(Recorded data)
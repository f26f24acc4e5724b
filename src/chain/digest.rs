//! BABE digest parsing
//!
//! Digest logs arrive hex encoded as SCALE `DigestItem`s:
//! `[kind][engine_id: 4 bytes][compact payload length][payload]`.

use super::scale::{decode_compact, decode_hex};

const PRE_RUNTIME: u8 = 6;
const CONSENSUS: u8 = 4;
const BABE_ENGINE_ID: &[u8; 4] = b"BABE";

/// `ConsensusLog::NextEpochData`, emitted in the first block of every epoch
const NEXT_EPOCH_DATA: u8 = 1;

/// Slot claim carried by a BABE pre-runtime digest
#[derive(Debug, Clone, Copy, PartialEq, Eq)]
pub struct BabePreDigest {
    pub authority_index: u32,
    pub slot: u64,
}

/// Split a digest log into (kind, engine id, payload)
fn split_log(log: &str) -> Option<(u8, [u8; 4], Vec<u8>)> {
    let bytes = decode_hex(log).ok()?;
    if bytes.len() < 6 {
        return None;
    }

    let kind = bytes[0];
    let engine: [u8; 4] = bytes[1..5].try_into().ok()?;
    let (len, consumed) = decode_compact(&bytes[5..]).ok()?;
    let start = 5 + consumed;
    let payload = bytes.get(start..start + len)?.to_vec();

    Some((kind, engine, payload))
}

/// Extract the BABE slot claim (authority index and slot) from digest logs
///
/// Primary (1), SecondaryPlain (2) and SecondaryVRF (3) pre-digests all start
/// with `authority_index: u32` followed by `slot: u64`.
pub fn extract_babe_pre_digest(logs: &[String]) -> Option<BabePreDigest> {
    logs.iter().find_map(|log| {
        let (kind, engine, payload) = split_log(log)?;
        if kind != PRE_RUNTIME || &engine != BABE_ENGINE_ID {
            return None;
        }
        if !matches!(payload.first(), Some(1..=3)) || payload.len() < 13 {
            return None;
        }

        let authority_index = u32::from_le_bytes(payload[1..5].try_into().ok()?);
        let slot = u64::from_le_bytes(payload[5..13].try_into().ok()?);
        Some(BabePreDigest {
            authority_index,
            slot,
        })
    })
}

/// Whether the header announces the next epoch, i.e. opens a new epoch
pub fn is_epoch_start(logs: &[String]) -> bool {
    logs.iter().any(|log| {
        matches!(
            split_log(log),
            Some((CONSENSUS, engine, payload))
                if &engine == BABE_ENGINE_ID && payload.first() == Some(&NEXT_EPOCH_DATA)
        )
    })
}

#[cfg(test)]
mod tests {
    use super::*;

    // 0x06 "BABE" compact(13)=0x34 | SecondaryPlain(2) | index 5 | slot 0x1122334455
    const SECONDARY_PLAIN: &str = "0x06424142453402050000005544332211000000";

    #[test]
    fn test_extract_secondary_plain() {
        let logs = vec![SECONDARY_PLAIN.to_string()];
        let pre = extract_babe_pre_digest(&logs).unwrap();
        assert_eq!(pre.authority_index, 5);
        assert_eq!(pre.slot, 0x11_2233_4455);
    }

    #[test]
    fn test_extract_ignores_other_engines() {
        // AURA pre-runtime digest: 0x06 "aura" compact(8) slot
        let logs = vec!["0x066175726120778c911100000000".to_string()];
        assert_eq!(extract_babe_pre_digest(&logs), None);
        assert_eq!(extract_babe_pre_digest(&[]), None);
    }

    #[test]
    fn test_extract_truncated_payload() {
        // Declares 13 payload bytes but carries only 5
        let logs = vec!["0x0642414245340205000000".to_string()];
        assert_eq!(extract_babe_pre_digest(&logs), None);
    }

    #[test]
    fn test_epoch_start_marker() {
        // 0x04 "BABE" compact(2)=0x08 | NextEpochData(1) | empty authorities vec
        let next_epoch = "0x04424142450801".to_string() + "00";
        let logs = vec![SECONDARY_PLAIN.to_string(), next_epoch];
        assert!(is_epoch_start(&logs));

        // OnDisabled(2) is a consensus log but not an epoch change
        let disabled = "0x044241424508020000".to_string();
        assert!(!is_epoch_start(&[disabled]));
        assert!(!is_epoch_start(&[SECONDARY_PLAIN.to_string()]));
    }
}
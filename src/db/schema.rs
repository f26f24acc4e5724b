use anyhow::{bail, Result};
use rusqlite::Connection;
use tracing::info;

/// Current schema version - increment when making schema changes
pub const CURRENT_SCHEMA_VERSION: u32 = 1;

/// SQL schema for the ledger database
pub const SCHEMA: &str = r#"
-- Schema metadata for version tracking
CREATE TABLE IF NOT EXISTS schema_meta (
    key TEXT PRIMARY KEY,
    value TEXT NOT NULL
);

-- Sequence ledger: one row per chain block, never updated except for finality
-- Progress columns are decimal text (unbounded integers)
CREATE TABLE IF NOT EXISTS blocks (
    block_number INTEGER PRIMARY KEY,
    block_hash TEXT NOT NULL,
    parent_hash TEXT NOT NULL,
    extrinsics_root TEXT NOT NULL,
    state_root TEXT NOT NULL,
    author TEXT,
    is_finalized INTEGER NOT NULL DEFAULT 0,
    timestamp INTEGER NOT NULL,
    session_index INTEGER NOT NULL,
    epoch_index INTEGER NOT NULL,
    era_length TEXT NOT NULL,
    session_progress TEXT NOT NULL,
    era_progress TEXT NOT NULL,
    is_epoch_start INTEGER NOT NULL DEFAULT 0,
    created_at INTEGER NOT NULL
);

CREATE INDEX IF NOT EXISTS idx_blocks_hash ON blocks(block_hash);
CREATE INDEX IF NOT EXISTS idx_blocks_session ON blocks(session_index);
CREATE INDEX IF NOT EXISTS idx_blocks_author ON blocks(author);

-- One row per observed session change
CREATE TABLE IF NOT EXISTS chain_snapshots (
    session_index INTEGER PRIMARY KEY,
    block_height INTEGER NOT NULL,
    total_issuance TEXT NOT NULL,
    total_emission TEXT NOT NULL,
    active_accounts INTEGER NOT NULL,
    timestamp INTEGER NOT NULL
);
"#;

/// Initialize database schema
pub fn init_schema(conn: &Connection) -> Result<()> {
    conn.execute_batch(SCHEMA)?;
    Ok(())
}

/// Get a metadata value from schema_meta
pub fn get_meta(conn: &Connection, key: &str) -> Result<Option<String>> {
    let result = conn.query_row(
        "SELECT value FROM schema_meta WHERE key = ?1",
        [key],
        |row| row.get(0),
    );
    match result {
        Ok(value) => Ok(Some(value)),
        Err(rusqlite::Error::QueryReturnedNoRows) => Ok(None),
        Err(e) => Err(e.into()),
    }
}

/// Set a metadata value in schema_meta
pub fn set_meta(conn: &Connection, key: &str, value: &str) -> Result<()> {
    conn.execute(
        "INSERT OR REPLACE INTO schema_meta (key, value) VALUES (?1, ?2)",
        [key, value],
    )?;
    Ok(())
}

/// Get the current schema version from the database (0 if not set)
pub fn get_schema_version(conn: &Connection) -> Result<u32> {
    match get_meta(conn, "schema_version")? {
        Some(v) => Ok(v.parse().unwrap_or(0)),
        None => Ok(0),
    }
}

/// Stamp a fresh database, or refuse one written by a newer release
pub fn run_migrations(conn: &Connection) -> Result<()> {
    let app_version = env!("CARGO_PKG_VERSION");
    let db_version = get_schema_version(conn)?;

    if db_version > CURRENT_SCHEMA_VERSION {
        bail!(
            "Database schema version ({}) is newer than this application supports ({}). \
             Please upgrade pledger to a newer version.",
            db_version,
            CURRENT_SCHEMA_VERSION
        );
    }

    if db_version == 0 {
        let now = chrono::Utc::now().to_rfc3339();
        set_meta(conn, "schema_version", &CURRENT_SCHEMA_VERSION.to_string())?;
        set_meta(conn, "created_at", &now)?;
        set_meta(conn, "created_by", app_version)?;
        info!("Initialized new database with schema version {}", CURRENT_SCHEMA_VERSION);
    }

    Ok(())
}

» **WORK TO BE COMPLETED**: Each record above is to be returned verbatim.

» **OUTPUT**:
repository f26f24acc4e5724b
filename src/chain/digest.rs
//! BABE digest parsing
//!
//! Digest logs arrive hex encoded as SCALE `DigestItem`s:
//! `[kind][engine_id: 4 bytes][compact payload length][payload]`.

use super::scale::{decode_compact, decode_hex};

const PRE_RUNTIME: u8 = 6;
const CONSENSUS: u8 = 4;
const BABE_ENGINE_ID: &[u8; 4] = b"BABE";

/// `ConsensusLog::NextEpochData`, emitted in the first block of every epoch
const NEXT_EPOCH_DATA: u8 = 1;

/// Slot claim carried by a BABE pre-runtime digest
#[derive(Debug, Clone, Copy, PartialEq, Eq)]
pub struct BabePreDigest {
    pub authority_index: u32,
    pub slot: u64,
}

/// Split a digest log into (kind, engine id, payload)
fn split_log(log: &str) -> Option<(u8, [u8; 4], Vec<u8>)> {
    let bytes = decode_hex(log).ok()?;
    if bytes.len() < 6 {
        return None;
    }

    let kind = bytes[0];
    let engine: [u8; 4] = bytes[1..5].try_into().ok()?;
    let (len, consumed) = decode_compact(&bytes[5..]).ok()?;
    let start = 5 + consumed;
    let payload = bytes.get(start..start + len)?.to_vec();

    Some((kind, engine, payload))
}

/// Extract the BABE slot claim (authority index and slot) from digest logs
///
/// Primary (1), SecondaryPlain (2) and SecondaryVRF (3) pre-digests all start
/// with `authority_index: u32` followed by `slot: u64`.
pub fn extract_babe_pre_digest(logs: &[String]) -> Option<BabePreDigest> {
    logs.iter().find_map(|log| {
        let (kind, engine, payload) = split_log(log)?;
        if kind != PRE_RUNTIME || &engine != BABE_ENGINE_ID {
            return None;
        }
        if !matches!(payload.first(), Some(1..=3)) || payload.len() < 13 {
            return None;
        }

        let authority_index = u32::from_le_bytes(payload[1..5].try_into().ok()?);
        let slot = u64::from_le_bytes(payload[5..13].try_into().ok()?);
        Some(BabePreDigest {
            authority_index,
            slot,
        })
    })
}

/// Whether the header announces the next epoch, i.e. opens a new epoch
pub fn is_epoch_start(logs: &[String]) -> bool {
    logs.iter().any(|log| {
        matches!(
            split_log(log),
            Some((CONSENSUS, engine, payload))
                if &engine == BABE_ENGINE_ID && payload.first() == Some(&NEXT_EPOCH_DATA)
        )
    })
}

#[cfg(test)]
mod tests {
    use super::*;

    // 0x06 "BABE" compact(13)=0x34 | SecondaryPlain(2) | index 5 | slot 0x1122334455
    const SECONDARY_PLAIN: &str = "0x06424142453402050000005544332211000000";

    #[test]
    fn test_extract_secondary_plain() {
        let logs = vec![SECONDARY_PLAIN.to_string()];
        let pre = extract_babe_pre_digest(&logs).unwrap();
        assert_eq!(pre.authority_index, 5);
        assert_eq!(pre.slot, 0x11_2233_4455);
    }

    #[test]
    fn test_extract_ignores_other_engines() {
        // AURA pre-runtime digest: 0x06 "aura" compact(8) slot
        let logs = vec!["0x066175726120778c911100000000".to_string()];
        assert_eq!(extract_babe_pre_digest(&logs), None);
        assert_eq!(extract_babe_pre_digest(&[]), None);
    }

    #[test]
    fn test_extract_truncated_payload() {
        // Declares 13 payload bytes but carries only 5
        let logs = vec!["0x0642414245340205000000".to_string()];
        assert_eq!(extract_babe_pre_digest(&logs), None);
    }

    #[test]
    fn test_epoch_start_marker() {
        // 0x04 "BABE" compact(2)=0x08 | NextEpochData(1) | empty authorities vec
        let next_epoch = "0x04424142450801".to_string() + "00";
        let logs = vec![SECONDARY_PLAIN.to_string(), next_epoch];
        assert!(is_epoch_start(&logs));

        // OnDisabled(2) is a consensus log but not an epoch change
        let disabled = "0x044241424508020000".to_string();
        assert!(!is_epoch_start(&[disabled]));
        assert!(!is_epoch_start(&[SECONDARY_PLAIN.to_string()]));
    }
}
filename src/db/schema.rs
repository f26f24acc4e5724b
use anyhow::{bail, Result};
use rusqlite::Connection;
use tracing::info;

/// Current schema version - increment when making schema changes
pub const CURRENT_SCHEMA_VERSION: u32 = 1;

/// SQL schema for the ledger database
pub const SCHEMA: &str = r#"
-- Schema metadata for version tracking
CREATE TABLE IF NOT EXISTS schema_meta (
    key TEXT PRIMARY KEY,
    value TEXT NOT NULL
);

-- Sequence ledger: one row per chain block, never updated except for finality
-- Progress columns are decimal text (unbounded integers)
CREATE TABLE IF NOT EXISTS blocks (
    block_number INTEGER PRIMARY KEY,
    block_hash TEXT NOT NULL,
    parent_hash TEXT NOT NULL,
    extrinsics_root TEXT NOT NULL,
    state_root TEXT NOT NULL,
    author TEXT,
    is_finalized INTEGER NOT NULL DEFAULT 0,
    timestamp INTEGER NOT NULL,
    session_index INTEGER NOT NULL,
    epoch_index INTEGER NOT NULL,
    era_length TEXT NOT NULL,
    session_progress TEXT NOT NULL,
    era_progress TEXT NOT NULL,
    is_epoch_start INTEGER NOT NULL DEFAULT 0,
    created_at INTEGER NOT NULL
);

CREATE INDEX IF NOT EXISTS idx_blocks_hash ON blocks(block_hash);
CREATE INDEX IF NOT EXISTS idx_blocks_session ON blocks(session_index);
CREATE INDEX IF NOT EXISTS idx_blocks_author ON blocks(author);

-- One row per observed session change
CREATE TABLE IF NOT EXISTS chain_snapshots (
    session_index INTEGER PRIMARY KEY,
    block_height INTEGER NOT NULL,
    total_issuance TEXT NOT NULL,
    total_emission TEXT NOT NULL,
    active_accounts INTEGER NOT NULL,
    timestamp INTEGER NOT NULL
);
"#;

/// Initialize database schema
pub fn init_schema(conn: &Connection) -> Result<()> {
    conn.execute_batch(SCHEMA)?;
    Ok(())
}

/// Get a metadata value from schema_meta
pub fn get_meta(conn: &Connection, key: &str) -> Result<Option<String>> {
    let result = conn.query_row(
        "SELECT value FROM schema_meta WHERE key = ?1",
        [key],
        |row| row.get(0),
    );
    match result {
        Ok(value) => Ok(Some(value)),
        Err(rusqlite::Error::QueryReturnedNoRows) => Ok(None),
        Err(e) => Err(e.into()),
    }
}

/// Set a metadata value in schema_meta
pub fn set_meta(conn: &Connection, key: &str, value: &str) -> Result<()> {
    conn.execute(
        "INSERT OR REPLACE INTO schema_meta (key, value) VALUES (?1, ?2)",
        [key, value],
    )?;
    Ok(())
}

/// Get the current schema version from the database (0 if not set)
pub fn get_schema_version(conn: &Connection) -> Result<u32> {
    match get_meta(conn, "schema_version")? {
        Some(v) => Ok(v.parse().unwrap_or(0)),
        None => Ok(0),
    }
}

/// Stamp a fresh database, or refuse one written by a newer release
pub fn run_migrations(conn: &Connection) -> Result<()> {
    let app_version = env!("CARGO_PKG_VERSION");
    let db_version = get_schema_version(conn)?;

    if db_version > CURRENT_SCHEMA_VERSION {
        bail!(
            "Database schema version ({}) is newer than this application supports ({}). \
             Please upgrade pledger to a newer version.",
            db_version,
            CURRENT_SCHEMA_VERSION
        );
    }

    if db_version == 0 {
        let now = chrono::Utc::now().to_rfc3339();
        set_meta(conn, "schema_version", &CURRENT_SCHEMA_VERSION.to_string())?;
        set_meta(conn, "created_at", &now)?;
        set_meta(conn, "created_by", app_version)?;
        info!("Initialized new database with schema version {}", CURRENT_SCHEMA_VERSION);
    }

    Ok(())
}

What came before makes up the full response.